Decentralization programs that transfer responsibilities from the central government to the sub-national government have been enacted in many countries of Latin America, including Bolivia, Brazil, Colombia, Ecuador, Guatemala, Mexico, and Venezuela (Ruflán, 1993). Decentralization can take a variety forms (administrative, political, economic) and can be carried out to varying degrees: deconcentration, which occurs within a given level of government; delegation, when a higher level of government passes some authority along to a lower level, but maintains the ultimate decision making power; and devolution, when full responsibility to determine and execute policies and projects is transferred to lower levels of government. These programs are motivated by the quest for increasing the efficiency and effectiveness of the public sector.
In terms of criteria for what should be decentralized, functions that can decrease cost, increase quality, or increase participation should all be candidates for decentralization. Specifically regarding rural development, administrative and political decentralization (preferably devolution) can lead to a number of benefits related to participation, responsiveness, efficiency and effectiveness of policies, and ultimately greater local economic growth and poverty reduction (Chiriboga, 1994). For example, municipal governments are likely to be in a better position to identify local needs and demands, and can thus design a more appropriate set of rural development policies than central governments. In terms of incentives, the more local actors are involved, and the more they feel that the money and the projects are their own, the more they are likely to care about the efficiency with which the money is spent, and, perhaps, the less likely they are to evade taxes. Politically, if decision making authority comes from fair and open elections at a local level, then decentralization can contribute to overcoming problems of legitimacy that many authoritarian governments have confronted. And, economically, the closeness of actors (government, business, GROs, universities) can contribute to an interactive process, leading to more creative solutions and greater local economic dynamism. There are, however, risks associated with decentralization such as local control by powerful minorities and reproduction at the local level of urban biases. Nevertheless, when all of these factors are combined, a strong argument can be made for the potential superiority of local government in the design and management of rural development projects.

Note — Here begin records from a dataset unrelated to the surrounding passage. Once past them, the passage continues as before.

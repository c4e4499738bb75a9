//! Low-level HTTP plumbing shared by every endpoint.

use std::time::Duration;

use serde::Serialize;
use serde::de::DeserializeOwned;
use tracing::{debug, trace};

use logseek_core::types::ServiceUrl;
use logseek_core::{Credentials, Error, Result, ServiceError};

/// Error payload the service returns on non-2xx responses.
#[derive(Debug, serde::Deserialize)]
struct ErrorBody {
    #[serde(default)]
    error: Option<String>,
    #[serde(default)]
    message: Option<String>,
}

/// An authenticated HTTP client bound to one service endpoint.
#[derive(Debug, Clone)]
pub struct HttpClient {
    base: ServiceUrl,
    credentials: Credentials,
    http: reqwest::Client,
}

const USER_AGENT: &str = concat!("logseek/", env!("CARGO_PKG_VERSION"));
const CONNECT_TIMEOUT: Duration = Duration::from_secs(30);
const REQUEST_TIMEOUT: Duration = Duration::from_secs(120);

impl HttpClient {
    pub fn new(base: ServiceUrl, credentials: Credentials) -> Result<Self> {
        let http = reqwest::Client::builder()
            .user_agent(USER_AGENT)
            .connect_timeout(CONNECT_TIMEOUT)
            .timeout(REQUEST_TIMEOUT)
            .build()
            .map_err(transport)?;
        Ok(Self {
            base,
            credentials,
            http,
        })
    }

    pub fn base(&self) -> &ServiceUrl {
        &self.base
    }

    fn authorization(&self) -> String {
        format!(
            "Pandora {}:{}",
            self.credentials.access_key(),
            self.credentials.secret_key()
        )
    }

    /// GET with no query parameters.
    pub async fn get<R: DeserializeOwned>(&self, path: &str) -> Result<R> {
        let url = self.base.api_url(path);
        debug!(%url, "GET");
        let response = self
            .http
            .get(url)
            .header("Authorization", self.authorization())
            .send()
            .await
            .map_err(transport)?;
        Self::handle_response(response).await
    }

    /// GET with URL-encoded query parameters.
    pub async fn get_query<Q: Serialize, R: DeserializeOwned>(
        &self,
        path: &str,
        query: &Q,
    ) -> Result<R> {
        let url = self.base.api_url(path);
        debug!(%url, "GET");
        let response = self
            .http
            .get(url)
            .query(query)
            .header("Authorization", self.authorization())
            .send()
            .await
            .map_err(transport)?;
        Self::handle_response(response).await
    }

    /// POST a JSON body.
    pub async fn post<B: Serialize, R: DeserializeOwned>(&self, path: &str, body: &B) -> Result<R> {
        let url = self.base.api_url(path);
        debug!(%url, "POST");
        let response = self
            .http
            .post(url)
            .json(body)
            .header("Authorization", self.authorization())
            .send()
            .await
            .map_err(transport)?;
        Self::handle_response(response).await
    }

    async fn handle_response<R: DeserializeOwned>(response: reqwest::Response) -> Result<R> {
        let status = response.status();
        if status.is_success() {
            return response.json().await.map_err(transport);
        }

        let body = response.text().await.unwrap_or_default();
        trace!(status = status.as_u16(), %body, "error response");

        let parsed: Option<ErrorBody> = serde_json::from_str(&body).ok();
        let (code, message) = match parsed {
            Some(e) => {
                // The service puts the human text under either key.
                let message = e.message.or_else(|| e.error.clone());
                (e.error, message)
            }
            None if body.is_empty() => (None, None),
            None => (None, Some(body)),
        };

        let service_error = ServiceError::new(status.as_u16(), code, message);
        if service_error.is_auth_error() {
            return Err(Error::Auth(service_error.to_string()));
        }
        Err(Error::Remote(service_error))
    }
}

fn transport(e: reqwest::Error) -> Error {
    Error::Transport {
        message: e.to_string(),
    }
}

The extent to which decentralization can improve efficiency will depend to a large degree on the local public choice mechanisms. Systems that have a democratic component - where voters decide specific tax-expenditure measures or indirectly elect government officials - provide a more efficient mechanism for the population to express its preferences and achieve accountability. Accountability, in turn, depends on the availability of public information such as financial statements, and evaluations of cost and performance of public programs (Winkler, 1994). Increasing efficiency through increased accountability requires that local governments have real authority. In particular, local governments must have the authority to raise local revenues and set expenditure levels to meet the needs of the local populace. They must also have budgetary discretion in regards to personnel, contracting, and determining local expenditures. The expectations and obligations of local governments must be clearly specified and their jurisdictions clearly delineated.
Decentralization involves, to various degrees, both administrative decentralization-increased regional authority over policy making -, and fiscal decentralization - increased regional autonomy in terms of tax and spending decisions. The balance between, and extent of administrative and fiscal decentralization depend on tradeoffs between administrative and allocative efficiency, and economy-wide redistributive efficiency (Musgrave, 1991). While increased administrative decentralization can increase the responsiveness of the state to local needs, fiscal autonomy can inhibit redistributive transfers from more to less prosperous regions. That is, poor regions that lag behind more prosperous ones will stand to lose federal financial resources for development with increased fiscal decentralization. Inequitable interjurisdictional differences may also have efficiency costs. If similar individuals receive different services depending on which jurisdiction they fall, then there is an incentive for individuals to relocate resulting in possible economic inefficiencies.
Potential efficiency and equity costs to decentralization provide a rationale for a central government's role in equalizing the fiscal capacity of jurisdictions. Brazil has both a state revenue sharing fund and a municipal revenue sharing fund which partially equalize fiscal capacity. Chile's municipal common fund redistributes property tax revenue among municipalities (Winkler, 1994). Disparities are particularly important in the provision of services, such as education, health, or nutrition, where the government wishes to maintain some minimal standard of support. Equity can be maintained in these areas via program specific intergovernmental transfers.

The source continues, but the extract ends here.